What is being asked:
Check every line below for the word "Deserialize" and copy each one that has it.

Data section:
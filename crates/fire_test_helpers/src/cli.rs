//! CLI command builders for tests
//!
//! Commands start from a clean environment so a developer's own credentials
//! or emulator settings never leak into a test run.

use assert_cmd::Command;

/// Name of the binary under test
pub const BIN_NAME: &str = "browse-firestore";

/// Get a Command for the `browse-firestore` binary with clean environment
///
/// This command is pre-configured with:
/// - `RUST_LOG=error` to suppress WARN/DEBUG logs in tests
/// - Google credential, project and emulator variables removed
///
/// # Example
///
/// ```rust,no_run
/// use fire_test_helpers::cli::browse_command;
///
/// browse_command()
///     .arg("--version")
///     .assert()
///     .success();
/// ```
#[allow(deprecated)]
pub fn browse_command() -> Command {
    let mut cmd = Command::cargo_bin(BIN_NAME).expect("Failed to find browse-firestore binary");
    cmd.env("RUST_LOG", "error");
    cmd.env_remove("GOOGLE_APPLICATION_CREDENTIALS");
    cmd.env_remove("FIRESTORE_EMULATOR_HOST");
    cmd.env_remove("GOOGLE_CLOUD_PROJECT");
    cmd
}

--

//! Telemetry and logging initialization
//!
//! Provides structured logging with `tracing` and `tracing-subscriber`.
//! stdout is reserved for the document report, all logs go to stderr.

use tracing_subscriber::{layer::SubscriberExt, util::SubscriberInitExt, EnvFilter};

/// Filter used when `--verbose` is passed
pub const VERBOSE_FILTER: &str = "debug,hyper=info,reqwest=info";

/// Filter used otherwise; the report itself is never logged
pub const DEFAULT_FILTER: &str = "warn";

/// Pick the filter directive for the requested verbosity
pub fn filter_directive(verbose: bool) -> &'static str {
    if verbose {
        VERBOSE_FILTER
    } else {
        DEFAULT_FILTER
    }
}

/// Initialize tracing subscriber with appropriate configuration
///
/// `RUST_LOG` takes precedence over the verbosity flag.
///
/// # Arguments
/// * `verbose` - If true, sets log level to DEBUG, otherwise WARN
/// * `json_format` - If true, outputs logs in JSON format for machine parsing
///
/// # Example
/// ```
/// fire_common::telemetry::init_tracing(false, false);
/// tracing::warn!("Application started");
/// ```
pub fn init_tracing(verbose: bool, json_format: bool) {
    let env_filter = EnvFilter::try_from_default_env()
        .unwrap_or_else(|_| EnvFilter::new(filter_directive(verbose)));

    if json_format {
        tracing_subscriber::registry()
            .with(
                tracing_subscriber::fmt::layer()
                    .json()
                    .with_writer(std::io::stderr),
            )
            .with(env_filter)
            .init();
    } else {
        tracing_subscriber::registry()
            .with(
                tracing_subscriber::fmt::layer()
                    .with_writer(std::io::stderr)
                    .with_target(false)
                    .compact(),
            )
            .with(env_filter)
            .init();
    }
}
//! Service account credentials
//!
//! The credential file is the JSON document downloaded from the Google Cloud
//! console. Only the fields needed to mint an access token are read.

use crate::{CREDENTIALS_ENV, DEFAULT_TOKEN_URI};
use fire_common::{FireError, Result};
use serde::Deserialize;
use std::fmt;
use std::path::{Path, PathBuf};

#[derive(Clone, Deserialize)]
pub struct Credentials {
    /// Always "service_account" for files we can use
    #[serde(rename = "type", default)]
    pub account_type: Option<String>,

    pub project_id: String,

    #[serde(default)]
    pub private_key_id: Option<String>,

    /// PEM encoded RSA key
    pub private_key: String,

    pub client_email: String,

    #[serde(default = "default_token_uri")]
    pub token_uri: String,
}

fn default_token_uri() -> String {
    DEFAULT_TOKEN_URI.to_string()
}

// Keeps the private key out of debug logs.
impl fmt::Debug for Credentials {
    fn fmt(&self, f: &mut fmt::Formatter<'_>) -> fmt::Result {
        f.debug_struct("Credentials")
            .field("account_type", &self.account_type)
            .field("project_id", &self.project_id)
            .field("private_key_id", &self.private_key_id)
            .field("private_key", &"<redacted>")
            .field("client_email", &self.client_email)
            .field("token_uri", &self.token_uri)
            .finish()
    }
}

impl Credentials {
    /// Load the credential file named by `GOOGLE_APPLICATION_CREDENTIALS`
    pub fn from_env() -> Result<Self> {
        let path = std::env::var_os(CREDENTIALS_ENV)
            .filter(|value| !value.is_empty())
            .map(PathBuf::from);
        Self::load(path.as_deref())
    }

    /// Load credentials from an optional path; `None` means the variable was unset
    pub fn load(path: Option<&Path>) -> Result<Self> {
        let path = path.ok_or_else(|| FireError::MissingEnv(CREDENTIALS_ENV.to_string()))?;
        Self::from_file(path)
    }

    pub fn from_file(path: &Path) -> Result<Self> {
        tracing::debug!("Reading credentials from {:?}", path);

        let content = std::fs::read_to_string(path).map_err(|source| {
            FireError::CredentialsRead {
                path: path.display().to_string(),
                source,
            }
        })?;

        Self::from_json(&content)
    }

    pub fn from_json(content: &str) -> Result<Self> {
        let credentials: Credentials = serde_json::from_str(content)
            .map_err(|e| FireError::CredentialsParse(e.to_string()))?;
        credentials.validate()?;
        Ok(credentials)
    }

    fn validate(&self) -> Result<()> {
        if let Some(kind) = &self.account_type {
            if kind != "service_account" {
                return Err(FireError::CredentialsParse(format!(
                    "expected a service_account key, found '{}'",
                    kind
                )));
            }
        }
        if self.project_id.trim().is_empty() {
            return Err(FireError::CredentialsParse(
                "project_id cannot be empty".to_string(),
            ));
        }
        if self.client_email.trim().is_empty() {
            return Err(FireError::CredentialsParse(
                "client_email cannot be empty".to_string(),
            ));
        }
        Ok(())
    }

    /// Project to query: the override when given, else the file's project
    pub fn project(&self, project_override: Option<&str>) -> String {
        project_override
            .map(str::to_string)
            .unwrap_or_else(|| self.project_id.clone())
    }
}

Exercise answer:
use serde::Deserialize;
#[derive(Clone, Deserialize)]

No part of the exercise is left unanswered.